Cortland: Like, there is always something to be in awe of. It doesn't matter if you're in a trash dump — if you pay attention, life is amazing. And that feeling of connection and everything — it's all right here. We just need to cultivate it, we need to nurture it.

A Rhapsody for Paying Attention

Jon: Thich Nhat Hanh called his first book The Miracle of Mindfulness. I mean, it really is miraculous. And Dacher Keltner — all of his work is about supporting that notion that awe and wonder have incredible human benefits, not just health benefits, but all sorts of benefit, because we live in such a magical, unbelievable universe. And of course, all first peoples always knew that, and that was how they lived in harmony in a certain way with nature — that can be very powerful and potentially really harmful or destructive, but you find ways to live with that.

Jon: So it's like an insane kind of opportunity to not miss your life, because if you're missing this moment, what makes you think you won't miss the [next one]? And then pretty soon we're in Thoreau's place, where he said in Walden: "I went to the woods because I wished to live deliberately, to front only the essential facts of life and see what they had to teach, and not, when it came to die, discover that I had not lived."

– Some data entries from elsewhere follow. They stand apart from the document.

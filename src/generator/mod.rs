//! Procedural map generation.
//!
//! The pipeline runs in fixed stages over a freshly created grid:
//! regions, land raising/sinking, erosion, climate, rivers, terrain
//! typing. Land chunks grow as budgeted priority floods seeded from
//! random region cells, reusing the grid's shared search frontier with
//! a jittered heuristic so the shapes come out organic rather than
//! circular. Budgets that cannot be spent within the retry guard are
//! reported as warnings and the partial map is kept.

pub mod climate;
pub mod erosion;
pub mod params;
pub mod rivers;
pub mod terrain;

pub use params::GenerationConfig;

use rand::{Rng, SeedableRng};
use rand_chacha::ChaCha8Rng;

use crate::coords::HexDirection;
use crate::grid::{HexGrid, MapError};

/// Retry guard for the land budget loop.
const LAND_GUARD_LIMIT: u32 = 10_000;

/// Randomness for a single generation run. Owns its own seeded RNG;
/// nothing about generation is process-global.
pub struct GenerationContext {
    pub seed: u64,
    pub rng: ChaCha8Rng,
}

impl GenerationContext {
    pub fn new(seed: u64) -> GenerationContext {
        GenerationContext {
            seed,
            rng: ChaCha8Rng::seed_from_u64(seed),
        }
    }

    /// Roll against a probability in [0, 1].
    pub fn chance(&mut self, probability: f32) -> bool {
        self.rng.gen::<f32>() < probability
    }
}

/// Rectangular slice of the grid that land chunks are seeded into.
#[derive(Clone, Copy, Debug)]
pub struct MapRegion {
    pub x_min: i32,
    pub x_max: i32,
    pub z_min: i32,
    pub z_max: i32,
}

/// What a generation run did, for logging and tests.
#[derive(Clone, Debug)]
pub struct GenerationReport {
    /// Seed actually used (drawn fresh unless the config fixed it).
    pub seed: u64,
    /// Cells the land budget managed to turn into land.
    pub land_cells: i32,
    /// Land budget left unspent after the retry guard, if any.
    pub unspent_land_budget: i32,
    /// River budget left unspent after origins ran out, if any.
    pub unspent_river_budget: i32,
}

/// Generate a complete map into `grid`. Replaces the current map; on a
/// dimension error the old map is untouched.
pub fn generate(
    grid: &mut HexGrid,
    x: i32,
    z: i32,
    wrapping: bool,
    config: &GenerationConfig,
) -> Result<GenerationReport, MapError> {
    let seed = if config.use_fixed_seed {
        config.seed
    } else {
        rand::random()
    };
    let mut ctx = GenerationContext::new(seed);

    grid.create_map(x, z, wrapping)?;

    for i in 0..grid.cell_count() {
        grid.cells[i].water_level = config.water_level;
    }

    let regions = create_regions(grid, &mut ctx, config);
    let (land_cells, unspent_land_budget) = create_land(grid, &mut ctx, config, &regions);
    erosion::erode_land(grid, &mut ctx, config);
    let moisture = climate::simulate(grid, config);
    let unspent_river_budget = rivers::create_rivers(grid, &mut ctx, config, &moisture, land_cells);
    terrain::set_terrain_types(grid, &moisture);

    Ok(GenerationReport {
        seed,
        land_cells,
        unspent_land_budget,
        unspent_river_budget,
    })
}

/// Carve the map into 1-4 seeding regions, kept off the map borders
/// and separated by the region border.
fn create_regions(grid: &HexGrid, ctx: &mut GenerationContext, config: &GenerationConfig) -> Vec<MapRegion> {
    // Wrapping maps have no east-west edge to keep clear.
    let border_x = if grid.wrapping {
        config.region_border
    } else {
        config.map_border_x
    };
    let border_z = config.map_border_z;
    let count_x = grid.cell_count_x;
    let count_z = grid.cell_count_z;

    let mut regions = Vec::new();
    match config.region_count {
        2 => {
            if ctx.chance(0.5) {
                regions.push(MapRegion {
                    x_min: border_x,
                    x_max: count_x / 2 - config.region_border,
                    z_min: border_z,
                    z_max: count_z - border_z,
                });
                regions.push(MapRegion {
                    x_min: count_x / 2 + config.region_border,
                    x_max: count_x - border_x,
                    z_min: border_z,
                    z_max: count_z - border_z,
                });
            } else {
                regions.push(MapRegion {
                    x_min: border_x,
                    x_max: count_x - border_x,
                    z_min: border_z,
                    z_max: count_z / 2 - config.region_border,
                });
                regions.push(MapRegion {
                    x_min: border_x,
                    x_max: count_x - border_x,
                    z_min: count_z / 2 + config.region_border,
                    z_max: count_z - border_z,
                });
            }
        }
        3 => {
            for third in 0..3 {
                regions.push(MapRegion {
                    x_min: count_x * third / 3 + if third > 0 { config.region_border } else { border_x },
                    x_max: count_x * (third + 1) / 3
                        - if third < 2 { config.region_border } else { border_x },
                    z_min: border_z,
                    z_max: count_z - border_z,
                });
            }
        }
        4 => {
            for &(left, bottom) in &[(true, true), (false, true), (false, false), (true, false)] {
                regions.push(MapRegion {
                    x_min: if left { border_x } else { count_x / 2 + config.region_border },
                    x_max: if left { count_x / 2 - config.region_border } else { count_x - border_x },
                    z_min: if bottom { border_z } else { count_z / 2 + config.region_border },
                    z_max: if bottom { count_z / 2 - config.region_border } else { count_z - border_z },
                });
            }
        }
        _ => {
            regions.push(MapRegion {
                x_min: border_x,
                x_max: count_x - border_x,
                z_min: border_z,
                z_max: count_z - border_z,
            });
        }
    }
    regions
}

/// Spend the land budget by raising (sometimes sinking) random chunks
/// until it runs out or the retry guard trips.
fn create_land(
    grid: &mut HexGrid,
    ctx: &mut GenerationContext,
    config: &GenerationConfig,
    regions: &[MapRegion],
) -> (i32, i32) {
    let cell_count = grid.cell_count() as f32;
    let mut land_budget = (cell_count * config.land_percentage as f32 * 0.01).round() as i32;
    let mut land_cells = land_budget;

    let mut guard = 0;
    'spending: while guard < LAND_GUARD_LIMIT {
        guard += 1;
        let sink = ctx.chance(config.sink_probability);
        for region in regions {
            let chunk_size = ctx.rng.gen_range(config.chunk_size_min..=config.chunk_size_max);
            if sink {
                land_budget = sink_terrain(grid, ctx, config, region, chunk_size, land_budget);
            } else {
                land_budget = raise_terrain(grid, ctx, config, region, chunk_size, land_budget);
                if land_budget == 0 {
                    break 'spending;
                }
            }
        }
    }
    if land_budget > 0 {
        eprintln!("Warning: failed to use up {} land budget", land_budget);
        land_cells -= land_budget;
    }
    (land_cells, land_budget)
}

/// Grow one chunk upward from a random seed cell: a budgeted priority
/// flood over the shared frontier, jittered to roughen the outline.
fn raise_terrain(
    grid: &mut HexGrid,
    ctx: &mut GenerationContext,
    config: &GenerationConfig,
    region: &MapRegion,
    chunk_size: i32,
    mut budget: i32,
) -> i32 {
    grid.search_frontier_phase += 1;
    let phase = grid.search_frontier_phase;
    let wrap_size = grid.wrap_size();
    let first = random_cell(grid, ctx, region);

    let rise = if ctx.chance(config.high_rise_probability) { 2 } else { 1 };

    let HexGrid {
        cells,
        search_frontier,
        ..
    } = grid;
    cells[first].search_phase = phase;
    cells[first].distance = 0;
    cells[first].search_heuristic = 0;
    search_frontier.enqueue(cells, first);
    let center = cells[first].coordinates;

    let mut size = 0;
    while size < chunk_size && search_frontier.count() > 0 {
        let Some(current) = search_frontier.dequeue(cells) else {
            break;
        };
        let original_elevation = cells[current].elevation;
        let new_elevation = original_elevation + rise;
        if new_elevation > config.elevation_maximum {
            // Clamp by skipping this cell; the chunk keeps growing.
            continue;
        }
        cells[current].elevation = new_elevation;
        if original_elevation < config.water_level
            && new_elevation >= config.water_level
        {
            budget -= 1;
            if budget == 0 {
                break;
            }
        }
        size += 1;

        for direction in HexDirection::all() {
            let Some(neighbor) = cells[current].neighbor(direction) else {
                continue;
            };
            if cells[neighbor].search_phase < phase {
                cells[neighbor].search_phase = phase;
                cells[neighbor].distance =
                    cells[neighbor].coordinates.wrapped_distance_to(center, wrap_size);
                cells[neighbor].search_heuristic =
                    if ctx.chance(config.jitter_probability) { 1 } else { 0 };
                search_frontier.enqueue(cells, neighbor);
            }
        }
    }
    search_frontier.clear();
    budget
}

/// Mirror image of [`raise_terrain`]: lowers a chunk, refunding budget
/// for every cell that sinks below the water level.
fn sink_terrain(
    grid: &mut HexGrid,
    ctx: &mut GenerationContext,
    config: &GenerationConfig,
    region: &MapRegion,
    chunk_size: i32,
    mut budget: i32,
) -> i32 {
    grid.search_frontier_phase += 1;
    let phase = grid.search_frontier_phase;
    let wrap_size = grid.wrap_size();
    let first = random_cell(grid, ctx, region);

    let sink = if ctx.chance(config.high_rise_probability) { 2 } else { 1 };

    let HexGrid {
        cells,
        search_frontier,
        ..
    } = grid;
    cells[first].search_phase = phase;
    cells[first].distance = 0;
    cells[first].search_heuristic = 0;
    search_frontier.enqueue(cells, first);
    let center = cells[first].coordinates;

    let mut size = 0;
    while size < chunk_size && search_frontier.count() > 0 {
        let Some(current) = search_frontier.dequeue(cells) else {
            break;
        };
        let original_elevation = cells[current].elevation;
        let new_elevation = original_elevation - sink;
        if new_elevation < config.elevation_minimum {
            continue;
        }
        cells[current].elevation = new_elevation;
        if original_elevation >= config.water_level
            && new_elevation < config.water_level
        {
            budget += 1;
        }
        size += 1;

        for direction in HexDirection::all() {
            let Some(neighbor) = cells[current].neighbor(direction) else {
                continue;
            };
            if cells[neighbor].search_phase < phase {
                cells[neighbor].search_phase = phase;
                cells[neighbor].distance =
                    cells[neighbor].coordinates.wrapped_distance_to(center, wrap_size);
                cells[neighbor].search_heuristic =
                    if ctx.chance(config.jitter_probability) { 1 } else { 0 };
                search_frontier.enqueue(cells, neighbor);
            }
        }
    }
    search_frontier.clear();
    budget
}

fn random_cell(grid: &HexGrid, ctx: &mut GenerationContext, region: &MapRegion) -> usize {
    let x = if region.x_max > region.x_min {
        ctx.rng.gen_range(region.x_min..region.x_max)
    } else {
        region.x_min
    };
    let z = if region.z_max > region.z_min {
        ctx.rng.gen_range(region.z_min..region.z_max)
    } else {
        region.z_min
    };
    (x + z * grid.cell_count_x) as usize
}

#[cfg(test)]
mod tests {
    use super::*;

    fn fixed_config(seed: u64) -> GenerationConfig {
        GenerationConfig {
            use_fixed_seed: true,
            seed,
            ..GenerationConfig::default()
        }
    }

    #[test]
    fn test_generation_rejects_bad_dimensions() {
        let mut grid = HexGrid::default();
        assert!(generate(&mut grid, 7, 5, false, &fixed_config(1)).is_err());
    }

    #[test]
    fn test_land_budget_is_mostly_spent() {
        // 20x15 at 50% land: allow a 10% shortfall for partial budgets.
        let mut grid = HexGrid::default();
        let config = fixed_config(12345);
        let report = generate(&mut grid, 20, 15, false, &config).unwrap();

        let land = grid
            .cells
            .iter()
            .filter(|c| c.elevation >= config.water_level)
            .count();
        let minimum = (20.0 * 15.0 * 0.5 * 0.9) as usize;
        assert!(land >= minimum, "only {} of {} land cells", land, minimum);
        assert!(report.land_cells as usize >= minimum);
    }

    #[test]
    fn test_elevation_stays_clamped() {
        let mut grid = HexGrid::default();
        let config = fixed_config(99);
        generate(&mut grid, 20, 15, false, &config).unwrap();
        for cell in &grid.cells {
            assert!(cell.elevation >= config.elevation_minimum);
            assert!(cell.elevation <= config.elevation_maximum);
        }
    }

    #[test]
    fn test_fixed_seed_is_deterministic() {
        let config = fixed_config(2024);
        let mut a = HexGrid::default();
        let mut b = HexGrid::default();
        let ra = generate(&mut a, 20, 15, false, &config).unwrap();
        let rb = generate(&mut b, 20, 15, false, &config).unwrap();
        assert_eq!(ra.seed, rb.seed);
        for (ca, cb) in a.cells.iter().zip(&b.cells) {
            assert_eq!(ca.elevation, cb.elevation);
            assert_eq!(ca.terrain_type_index, cb.terrain_type_index);
            assert_eq!(ca.incoming_river, cb.incoming_river);
            assert_eq!(ca.outgoing_river, cb.outgoing_river);
        }
    }

    #[test]
    fn test_multiple_regions_fit_on_the_map() {
        for region_count in 1..=4 {
            let config = GenerationConfig {
                region_count,
                ..fixed_config(7)
            };
            let mut grid = HexGrid::default();
            generate(&mut grid, 40, 30, false, &config).unwrap();
        }
    }

    #[test]
    fn test_wrapping_map_generates() {
        let mut grid = HexGrid::default();
        generate(&mut grid, 40, 30, true, &fixed_config(3)).unwrap();
        assert!(grid.wrapping);
    }
}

Jon: So Walden itself is a rhapsody for paying attention. And for mindfulness. He paid attention to every nail that he hammered into his house and every length of wood. And there were times when he stood in Walden Pond right up to almost his nose and just gazed at what was going on on the surface of the pond. Or sitting in his doorway for hours watching the sun just move across the sky, and he rhapsodizes about it. It's absolutely beautiful. So it really is a rhapsody for mindfulness in a certain way, and totally American, which is why I quoted it so much in Wherever You Go, There You Are.

Closing

Cortland: Well, this is amazing. I have a feeling we're gonna have hopefully many, many more conversations like this.

Jon: I'm up for it.

Cortland: It is such a gift and an honor to spend some time with you both. I know on behalf of everybody who watches and who listens — just thank you so much. Not only for taking time for this conversation, but for all of the work that you have done in the world. And a wonderful note to end on. Just imagine sitting there, taking in the surroundings, and connecting to these qualities that we already have, but which we need to learn to get in touch with. So maybe we'll call it here. But just wanted to thank you, and please come back and join us again.

Richie: Thank you, Jon.

Jon: My pleasure. Always wonderful. Thank you.